WHAT YOU NEED TO DO:
Your answer must be an exact transcription of every entry.

(Collected data entries)

//! Clipforge Media Model
//!
//! Plain data shared by the audio and video pipelines:
//! - Caption cues and cue tracks
//! - Caption styles
//! - Decoded (planar) audio buffers
//! - Typed container/codec descriptors for format negotiation

pub mod audio;
pub mod cue;
pub mod error;
pub mod format;
pub mod style;

pub use audio::AudioBuffer;
pub use cue::{Cue, CueTrack};
pub use error::MediaModelError;
pub use format::*;
pub use style::{CaptionStyle, Rgba, VerticalPosition};
//! Decoded audio buffers.
//!
//! Samples are stored planar: one `Vec<f32>` per channel, all of the same
//! length. Amplitude is conventionally in `[-1, 1]` but not enforced.

use crate::error::MediaModelError;

/// Multi-channel linear PCM owned by a single operation.
#[derive(Debug, Clone, PartialEq)]
pub struct AudioBuffer {
    sample_rate: u32,
    channels: Vec<Vec<f32>>,
}

impl AudioBuffer {
    /// Build a buffer from planar channel data.
    ///
    /// Requires a non-zero sample rate, at least one channel, and every
    /// channel of equal length.
    pub fn new(sample_rate: u32, channels: Vec<Vec<f32>>) -> Result<Self, MediaModelError> {
        if sample_rate == 0 {
            return Err(MediaModelError::InvalidBuffer {
                message: "sample rate must be non-zero".to_string(),
            });
        }
        let Some(first) = channels.first() else {
            return Err(MediaModelError::InvalidBuffer {
                message: "buffer has no channels".to_string(),
            });
        };
        let frames = first.len();
        if let Some((idx, ch)) = channels.iter().enumerate().find(|(_, c)| c.len() != frames) {
            return Err(MediaModelError::InvalidBuffer {
                message: format!(
                    "channel {idx} has {} frames, expected {frames}",
                    ch.len()
                ),
            });
        }
        Ok(Self {
            sample_rate,
            channels,
        })
    }

    /// A zero-filled buffer.
    pub fn silent(
        sample_rate: u32,
        channel_count: usize,
        frames: usize,
    ) -> Result<Self, MediaModelError> {
        Self::new(sample_rate, vec![vec![0.0; frames]; channel_count])
    }

    /// Split interleaved samples into a planar buffer. Trailing samples that
    /// do not fill a whole frame are dropped.
    pub fn from_interleaved(
        sample_rate: u32,
        channel_count: usize,
        samples: &[f32],
    ) -> Result<Self, MediaModelError> {
        if channel_count == 0 {
            return Err(MediaModelError::InvalidBuffer {
                message: "buffer has no channels".to_string(),
            });
        }
        let frames = samples.len() / channel_count;
        let mut channels = vec![Vec::with_capacity(frames); channel_count];
        for frame in samples.chunks_exact(channel_count) {
            for (ch, &s) in channels.iter_mut().zip(frame) {
                ch.push(s);
            }
        }
        Self::new(sample_rate, channels)
    }

    pub fn sample_rate(&self) -> u32 {
        self.sample_rate
    }

    pub fn channel_count(&self) -> usize {
        self.channels.len()
    }

    /// Samples per channel.
    pub fn frames(&self) -> usize {
        self.channels.first().map_or(0, Vec::len)
    }

    pub fn is_empty(&self) -> bool {
        self.frames() == 0
    }

    pub fn channel(&self, idx: usize) -> Option<&[f32]> {
        self.channels.get(idx).map(Vec::as_slice)
    }

    pub fn channels(&self) -> &[Vec<f32>] {
        &self.channels
    }

    pub fn duration_secs(&self) -> f64 {
        self.frames() as f64 / self.sample_rate as f64
    }

    /// Frame-by-frame interleaving (channel 0, channel 1, ...).
    pub fn interleaved(&self) -> Vec<f32> {
        let n = self.channel_count();
        let mut out = Vec::with_capacity(self.frames() * n);
        for i in 0..self.frames() {
            for ch in &self.channels {
                out.push(ch[i]);
            }
        }
        out
    }

    /// A new buffer holding `[start, end)` of this one.
    pub fn slice_secs(&self, start_secs: f64, end_secs: f64) -> Result<Self, MediaModelError> {
        let duration = self.duration_secs();
        if !(start_secs.is_finite() && end_secs.is_finite()) || start_secs < 0.0 {
            return Err(MediaModelError::InvalidRange {
                message: format!("[{start_secs}, {end_secs}] is not a valid range"),
            });
        }
        if start_secs >= end_secs {
            return Err(MediaModelError::InvalidRange {
                message: format!("start {start_secs:.3}s must be before end {end_secs:.3}s"),
            });
        }
        if start_secs >= duration {
            return Err(MediaModelError::InvalidRange {
                message: format!(
                    "start {start_secs:.3}s is past the end of a {duration:.3}s buffer"
                ),
            });
        }

        let rate = self.sample_rate as f64;
        let from = (start_secs * rate).floor() as usize;
        let to = ((end_secs * rate).ceil() as usize).min(self.frames());
        let channels = self
            .channels
            .iter()
            .map(|ch| ch[from..to].to_vec())
            .collect();
        Self::new(self.sample_rate, channels)
    }
}
//! Check encoder capabilities.

use clipforge_common::config::config_file_path;
use clipforge_media_model::OperationKind;
use clipforge_render_engine::ffmpeg::{command_exists, FfmpegCapability};
use clipforge_render_engine::host::EncodeCapability;
use clipforge_render_engine::negotiate::candidate_ladder;

pub fn run() -> anyhow::Result<()> {
    println!("Clipforge System Check");
    println!("{}", "=".repeat(50));

    let mut tools_ok = true;
    for binary in ["ffmpeg", "ffprobe"] {
        if command_exists(binary) {
            println!("[OK] {binary} found in PATH");
        } else {
            println!("[MISSING] {binary} not found in PATH");
            tools_ok = false;
        }
    }

    let capability = FfmpegCapability::probe();
    let ladders = [
        ("burn-in / trim (with audio)", candidate_ladder(OperationKind::Trim, None, true)),
        ("burn-in / trim (silent)", candidate_ladder(OperationKind::Trim, None, false)),
        ("convert to .weba", candidate_ladder(OperationKind::Convert, Some("weba"), false)),
        ("convert to .mkv", candidate_ladder(OperationKind::Convert, Some("mkv"), true)),
    ];

    let mut all_ok = tools_ok;
    for (label, ladder) in &ladders {
        println!();
        println!("{label}:");
        let mut picked = false;
        for candidate in ladder {
            let supported = capability.can_encode(candidate);
            let marker = match (supported, picked) {
                (true, false) => "[PICK]",
                (true, true) => "[OK]  ",
                (false, _) => "[--]  ",
            };
            println!("  {marker} {}", candidate.mime_type());
            picked |= supported;
        }
        if !picked {
            println!("  No supported format for this operation.");
            all_ok = false;
        }
    }

    println!();
    println!("Config: {}", config_file_path().display());
    if all_ok {
        println!("All operations have a supported output format. Clipforge is ready.");
    } else {
        println!("Some operations have no supported output format. Install ffmpeg with libx264, libvpx and libopus.");
    }
    Ok(())
}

YOUR SOLUTION:
//! Clipforge Media Model
//!
//! Plain data shared by the audio and video pipelines:
//! - Caption cues and cue tracks
//! - Caption styles
//! - Decoded (planar) audio buffers
//! - Typed container/codec descriptors for format negotiation

pub mod audio;
pub mod cue;
pub mod error;
pub mod format;
pub mod style;

pub use audio::AudioBuffer;
pub use cue::{Cue, CueTrack};
pub use error::MediaModelError;
pub use format::*;
pub use style::{CaptionStyle, Rgba, VerticalPosition};
//! Decoded audio buffers.
//!
//! Samples are stored planar: one `Vec<f32>` per channel, all of the same
//! length. Amplitude is conventionally in `[-1, 1]` but not enforced.

use crate::error::MediaModelError;

/// Multi-channel linear PCM owned by a single operation.
#[derive(Debug, Clone, PartialEq)]
pub struct AudioBuffer {
    sample_rate: u32,
    channels: Vec<Vec<f32>>,
}

impl AudioBuffer {
    /// Build a buffer from planar channel data.
    ///
    /// Requires a non-zero sample rate, at least one channel, and every
    /// channel of equal length.
    pub fn new(sample_rate: u32, channels: Vec<Vec<f32>>) -> Result<Self, MediaModelError> {
        if sample_rate == 0 {
            return Err(MediaModelError::InvalidBuffer {
                message: "sample rate must be non-zero".to_string(),
            });
        }
        let Some(first) = channels.first() else {
            return Err(MediaModelError::InvalidBuffer {
                message: "buffer has no channels".to_string(),
            });
        };
        let frames = first.len();
        if let Some((idx, ch)) = channels.iter().enumerate().find(|(_, c)| c.len() != frames) {
            return Err(MediaModelError::InvalidBuffer {
                message: format!(
                    "channel {idx} has {} frames, expected {frames}",
                    ch.len()
                ),
            });
        }
        Ok(Self {
            sample_rate,
            channels,
        })
    }

    /// A zero-filled buffer.
    pub fn silent(
        sample_rate: u32,
        channel_count: usize,
        frames: usize,
    ) -> Result<Self, MediaModelError> {
        Self::new(sample_rate, vec![vec![0.0; frames]; channel_count])
    }

    /// Split interleaved samples into a planar buffer. Trailing samples that
    /// do not fill a whole frame are dropped.
    pub fn from_interleaved(
        sample_rate: u32,
        channel_count: usize,
        samples: &[f32],
    ) -> Result<Self, MediaModelError> {
        if channel_count == 0 {
            return Err(MediaModelError::InvalidBuffer {
                message: "buffer has no channels".to_string(),
            });
        }
        let frames = samples.len() / channel_count;
        let mut channels = vec![Vec::with_capacity(frames); channel_count];
        for frame in samples.chunks_exact(channel_count) {
            for (ch, &s) in channels.iter_mut().zip(frame) {
                ch.push(s);
            }
        }
        Self::new(sample_rate, channels)
    }

    pub fn sample_rate(&self) -> u32 {
        self.sample_rate
    }

    pub fn channel_count(&self) -> usize {
        self.channels.len()
    }

    /// Samples per channel.
    pub fn frames(&self) -> usize {
        self.channels.first().map_or(0, Vec::len)
    }

    pub fn is_empty(&self) -> bool {
        self.frames() == 0
    }

    pub fn channel(&self, idx: usize) -> Option<&[f32]> {
        self.channels.get(idx).map(Vec::as_slice)
    }

    pub fn channels(&self) -> &[Vec<f32>] {
        &self.channels
    }

    pub fn duration_secs(&self) -> f64 {
        self.frames() as f64 / self.sample_rate as f64
    }

    /// Frame-by-frame interleaving (channel 0, channel 1, ...).
    pub fn interleaved(&self) -> Vec<f32> {
        let n = self.channel_count();
        let mut out = Vec::with_capacity(self.frames() * n);
        for i in 0..self.frames() {
            for ch in &self.channels {
                out.push(ch[i]);
            }
        }
        out
    }

    /// A new buffer holding `[start, end)` of this one.
    pub fn slice_secs(&self, start_secs: f64, end_secs: f64) -> Result<Self, MediaModelError> {
        let duration = self.duration_secs();
        if !(start_secs.is_finite() && end_secs.is_finite()) || start_secs < 0.0 {
            return Err(MediaModelError::InvalidRange {
                message: format!("[{start_secs}, {end_secs}] is not a valid range"),
            });
        }
        if start_secs >= end_secs {
            return Err(MediaModelError::InvalidRange {
                message: format!("start {start_secs:.3}s must be before end {end_secs:.3}s"),
            });
        }
        if start_secs >= duration {
            return Err(MediaModelError::InvalidRange {
                message: format!(
                    "start {start_secs:.3}s is past the end of a {duration:.3}s buffer"
                ),
            });
        }

        let rate = self.sample_rate as f64;
        let from = (start_secs * rate).floor() as usize;
        let to = ((end_secs * rate).ceil() as usize).min(self.frames());
        let channels = self
            .channels
            .iter()
            .map(|ch| ch[from..to].to_vec())
            .collect();
        Self::new(self.sample_rate, channels)
    }
}
//! Check encoder capabilities.

use clipforge_common::config::config_file_path;
use clipforge_media_model::OperationKind;
use clipforge_render_engine::ffmpeg::{command_exists, FfmpegCapability};
use clipforge_render_engine::host::EncodeCapability;
use clipforge_render_engine::negotiate::candidate_ladder;

pub fn run() -> anyhow::Result<()> {
    println!("Clipforge System Check");
    println!("{}", "=".repeat(50));

    let mut tools_ok = true;
    for binary in ["ffmpeg", "ffprobe"] {
        if command_exists(binary) {
            println!("[OK] {binary} found in PATH");
        } else {
            println!("[MISSING] {binary} not found in PATH");
            tools_ok = false;
        }
    }

    let capability = FfmpegCapability::probe();
    let ladders = [
        ("burn-in / trim (with audio)", candidate_ladder(OperationKind::Trim, None, true)),
        ("burn-in / trim (silent)", candidate_ladder(OperationKind::Trim, None, false)),
        ("convert to .weba", candidate_ladder(OperationKind::Convert, Some("weba"), false)),
        ("convert to .mkv", candidate_ladder(OperationKind::Convert, Some("mkv"), true)),
    ];

    let mut all_ok = tools_ok;
    for (label, ladder) in &ladders {
        println!();
        println!("{label}:");
        let mut picked = false;
        for candidate in ladder {
            let supported = capability.can_encode(candidate);
            let marker = match (supported, picked) {
                (true, false) => "[PICK]",
                (true, true) => "[OK]  ",
                (false, _) => "[--]  ",
            };
            println!("  {marker} {}", candidate.mime_type());
            picked |= supported;
        }
        if !picked {
            println!("  No supported format for this operation.");
            all_ok = false;
        }
    }

    println!();
    println!("Config: {}", config_file_path().display());
    if all_ok {
        println!("All operations have a supported output format. Clipforge is ready.");
    } else {
        println!("Some operations have no supported output format. Install ffmpeg with libx264, libvpx and libopus.");
    }
    Ok(())
}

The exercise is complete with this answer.